* [Task to complete]:
Return the run of lines below that opens with the line containing "pub fn var_at(name: &str, line: usize)" and closes with the line containing "pub fn call(callee: Expr, arguments: Vec<Expr>)", keeping each one exact.

(Supplied entries Opens)

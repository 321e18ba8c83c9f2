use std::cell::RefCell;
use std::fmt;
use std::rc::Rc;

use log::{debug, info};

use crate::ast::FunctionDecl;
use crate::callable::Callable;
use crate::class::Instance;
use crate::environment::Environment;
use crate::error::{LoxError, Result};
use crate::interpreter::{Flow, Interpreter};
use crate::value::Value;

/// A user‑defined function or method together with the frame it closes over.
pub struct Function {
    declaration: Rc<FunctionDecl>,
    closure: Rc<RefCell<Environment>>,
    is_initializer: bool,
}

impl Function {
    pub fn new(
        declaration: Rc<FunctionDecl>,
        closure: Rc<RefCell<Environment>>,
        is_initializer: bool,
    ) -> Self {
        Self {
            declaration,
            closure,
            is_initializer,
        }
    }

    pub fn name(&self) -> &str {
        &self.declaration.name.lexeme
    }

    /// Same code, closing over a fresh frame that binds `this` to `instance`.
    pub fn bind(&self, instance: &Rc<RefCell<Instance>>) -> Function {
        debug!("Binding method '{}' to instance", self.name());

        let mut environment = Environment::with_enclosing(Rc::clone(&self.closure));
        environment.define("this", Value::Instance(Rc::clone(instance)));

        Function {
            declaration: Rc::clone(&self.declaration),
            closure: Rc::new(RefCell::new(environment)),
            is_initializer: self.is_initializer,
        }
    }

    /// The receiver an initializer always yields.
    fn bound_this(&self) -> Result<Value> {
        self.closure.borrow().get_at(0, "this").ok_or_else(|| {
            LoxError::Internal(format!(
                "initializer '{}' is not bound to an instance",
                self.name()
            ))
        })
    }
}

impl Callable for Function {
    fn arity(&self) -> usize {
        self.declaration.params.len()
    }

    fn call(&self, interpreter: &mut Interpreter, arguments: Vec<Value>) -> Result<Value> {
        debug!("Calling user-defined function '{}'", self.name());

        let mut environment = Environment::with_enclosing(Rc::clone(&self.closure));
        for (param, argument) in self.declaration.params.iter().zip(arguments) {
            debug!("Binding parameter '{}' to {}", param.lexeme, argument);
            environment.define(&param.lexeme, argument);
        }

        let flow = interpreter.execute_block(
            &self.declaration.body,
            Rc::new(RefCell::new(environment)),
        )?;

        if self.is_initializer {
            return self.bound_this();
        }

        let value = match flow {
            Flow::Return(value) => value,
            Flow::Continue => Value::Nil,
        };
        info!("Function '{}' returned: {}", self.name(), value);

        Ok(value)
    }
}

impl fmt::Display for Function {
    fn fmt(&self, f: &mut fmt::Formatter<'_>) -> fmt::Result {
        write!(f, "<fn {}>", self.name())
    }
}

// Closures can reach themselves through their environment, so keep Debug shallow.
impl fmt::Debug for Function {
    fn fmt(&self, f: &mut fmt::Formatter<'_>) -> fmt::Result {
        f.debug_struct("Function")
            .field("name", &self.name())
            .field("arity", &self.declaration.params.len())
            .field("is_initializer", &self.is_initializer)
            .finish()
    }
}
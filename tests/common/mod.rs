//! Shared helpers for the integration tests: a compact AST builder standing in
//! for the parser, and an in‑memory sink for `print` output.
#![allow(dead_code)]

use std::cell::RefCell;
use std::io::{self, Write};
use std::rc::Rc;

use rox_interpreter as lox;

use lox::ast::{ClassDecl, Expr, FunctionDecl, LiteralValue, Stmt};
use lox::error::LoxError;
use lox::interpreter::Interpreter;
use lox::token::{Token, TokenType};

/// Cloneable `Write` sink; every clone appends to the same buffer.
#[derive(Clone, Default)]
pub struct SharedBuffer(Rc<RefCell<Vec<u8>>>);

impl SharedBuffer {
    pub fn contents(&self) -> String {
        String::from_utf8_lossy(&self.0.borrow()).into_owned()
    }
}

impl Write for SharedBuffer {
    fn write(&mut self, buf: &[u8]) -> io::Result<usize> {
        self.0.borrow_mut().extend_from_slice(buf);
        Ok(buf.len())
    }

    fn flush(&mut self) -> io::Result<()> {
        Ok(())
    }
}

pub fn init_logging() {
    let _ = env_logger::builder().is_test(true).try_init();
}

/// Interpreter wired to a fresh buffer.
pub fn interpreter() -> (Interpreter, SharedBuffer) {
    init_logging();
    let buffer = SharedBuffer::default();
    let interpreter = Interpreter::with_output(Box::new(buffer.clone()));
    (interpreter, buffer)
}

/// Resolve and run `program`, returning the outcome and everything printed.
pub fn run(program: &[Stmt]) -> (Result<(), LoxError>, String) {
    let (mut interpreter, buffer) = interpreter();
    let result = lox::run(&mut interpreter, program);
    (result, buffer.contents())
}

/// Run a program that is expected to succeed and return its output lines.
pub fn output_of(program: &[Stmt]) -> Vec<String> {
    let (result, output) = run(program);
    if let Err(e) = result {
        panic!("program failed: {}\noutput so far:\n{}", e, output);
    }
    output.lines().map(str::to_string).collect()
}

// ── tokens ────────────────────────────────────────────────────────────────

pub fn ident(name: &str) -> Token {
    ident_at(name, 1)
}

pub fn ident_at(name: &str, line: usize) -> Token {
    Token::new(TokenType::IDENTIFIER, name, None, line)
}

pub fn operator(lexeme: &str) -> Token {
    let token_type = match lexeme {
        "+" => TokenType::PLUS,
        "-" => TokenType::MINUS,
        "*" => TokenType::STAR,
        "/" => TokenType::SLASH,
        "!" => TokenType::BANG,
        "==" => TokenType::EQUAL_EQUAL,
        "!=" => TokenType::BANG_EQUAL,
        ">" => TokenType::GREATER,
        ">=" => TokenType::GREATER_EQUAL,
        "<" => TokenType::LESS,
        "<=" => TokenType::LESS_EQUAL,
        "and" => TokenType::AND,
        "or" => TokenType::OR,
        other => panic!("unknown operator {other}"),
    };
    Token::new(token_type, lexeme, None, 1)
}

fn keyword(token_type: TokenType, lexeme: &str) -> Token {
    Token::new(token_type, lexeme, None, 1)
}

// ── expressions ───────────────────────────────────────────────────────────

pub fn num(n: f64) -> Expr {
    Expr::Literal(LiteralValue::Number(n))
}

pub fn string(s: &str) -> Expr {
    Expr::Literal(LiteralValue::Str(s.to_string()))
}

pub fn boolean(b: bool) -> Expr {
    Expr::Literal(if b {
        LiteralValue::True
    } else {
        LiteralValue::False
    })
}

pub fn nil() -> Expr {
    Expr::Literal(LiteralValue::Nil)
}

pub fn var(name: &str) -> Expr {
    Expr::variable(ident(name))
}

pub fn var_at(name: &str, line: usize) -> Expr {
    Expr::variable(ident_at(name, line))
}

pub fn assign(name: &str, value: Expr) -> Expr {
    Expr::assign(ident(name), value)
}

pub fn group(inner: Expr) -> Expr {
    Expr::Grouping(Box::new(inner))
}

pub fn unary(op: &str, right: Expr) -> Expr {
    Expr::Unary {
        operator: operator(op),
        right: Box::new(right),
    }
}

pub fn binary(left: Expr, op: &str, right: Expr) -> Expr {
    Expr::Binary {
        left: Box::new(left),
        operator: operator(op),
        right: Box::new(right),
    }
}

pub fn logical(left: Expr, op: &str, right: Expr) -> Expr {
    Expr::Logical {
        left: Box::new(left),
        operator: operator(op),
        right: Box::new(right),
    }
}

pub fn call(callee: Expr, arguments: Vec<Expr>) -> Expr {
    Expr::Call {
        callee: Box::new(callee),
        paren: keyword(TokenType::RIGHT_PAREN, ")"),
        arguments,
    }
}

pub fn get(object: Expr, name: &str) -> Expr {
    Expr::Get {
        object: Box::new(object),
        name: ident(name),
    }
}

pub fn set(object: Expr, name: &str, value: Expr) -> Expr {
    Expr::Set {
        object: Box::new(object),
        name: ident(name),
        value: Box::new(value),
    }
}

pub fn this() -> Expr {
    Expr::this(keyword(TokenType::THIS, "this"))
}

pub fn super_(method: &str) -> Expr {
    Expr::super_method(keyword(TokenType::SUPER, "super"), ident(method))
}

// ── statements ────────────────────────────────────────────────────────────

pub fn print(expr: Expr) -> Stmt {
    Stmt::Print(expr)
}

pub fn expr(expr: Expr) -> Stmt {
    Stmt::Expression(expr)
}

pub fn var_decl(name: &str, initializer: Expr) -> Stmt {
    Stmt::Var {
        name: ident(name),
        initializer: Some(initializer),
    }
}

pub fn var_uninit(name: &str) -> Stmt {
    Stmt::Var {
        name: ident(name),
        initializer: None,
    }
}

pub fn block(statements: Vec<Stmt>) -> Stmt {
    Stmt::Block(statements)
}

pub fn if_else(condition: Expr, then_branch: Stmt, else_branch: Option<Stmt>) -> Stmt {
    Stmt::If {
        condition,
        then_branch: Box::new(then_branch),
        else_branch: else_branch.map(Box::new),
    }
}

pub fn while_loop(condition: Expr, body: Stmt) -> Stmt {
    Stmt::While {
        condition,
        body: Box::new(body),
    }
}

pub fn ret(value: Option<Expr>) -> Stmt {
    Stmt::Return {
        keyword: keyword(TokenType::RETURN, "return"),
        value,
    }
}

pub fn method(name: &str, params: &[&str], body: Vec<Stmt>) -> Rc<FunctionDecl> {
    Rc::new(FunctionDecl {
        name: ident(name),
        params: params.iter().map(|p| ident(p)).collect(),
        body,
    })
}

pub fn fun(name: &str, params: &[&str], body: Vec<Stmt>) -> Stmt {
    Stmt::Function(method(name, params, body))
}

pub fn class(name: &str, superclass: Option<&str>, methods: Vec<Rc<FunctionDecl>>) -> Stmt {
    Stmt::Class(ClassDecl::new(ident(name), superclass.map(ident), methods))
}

(Supplied entries Closes)

* [Answer below]:
pub fn var_at(name: &str, line: usize) -> Expr {
    Expr::variable(ident_at(name, line))
}

pub fn assign(name: &str, value: Expr) -> Expr {
    Expr::assign(ident(name), value)
}

pub fn group(inner: Expr) -> Expr {
    Expr::Grouping(Box::new(inner))
}

pub fn unary(op: &str, right: Expr) -> Expr {
    Expr::Unary {
        operator: operator(op),
        right: Box::new(right),
    }
}

pub fn binary(left: Expr, op: &str, right: Expr) -> Expr {
    Expr::Binary {
        left: Box::new(left),
        operator: operator(op),
        right: Box::new(right),
    }
}

pub fn logical(left: Expr, op: &str, right: Expr) -> Expr {
    Expr::Logical {
        left: Box::new(left),
        operator: operator(op),
        right: Box::new(right),
    }
}

pub fn call(callee: Expr, arguments: Vec<Expr>) -> Expr {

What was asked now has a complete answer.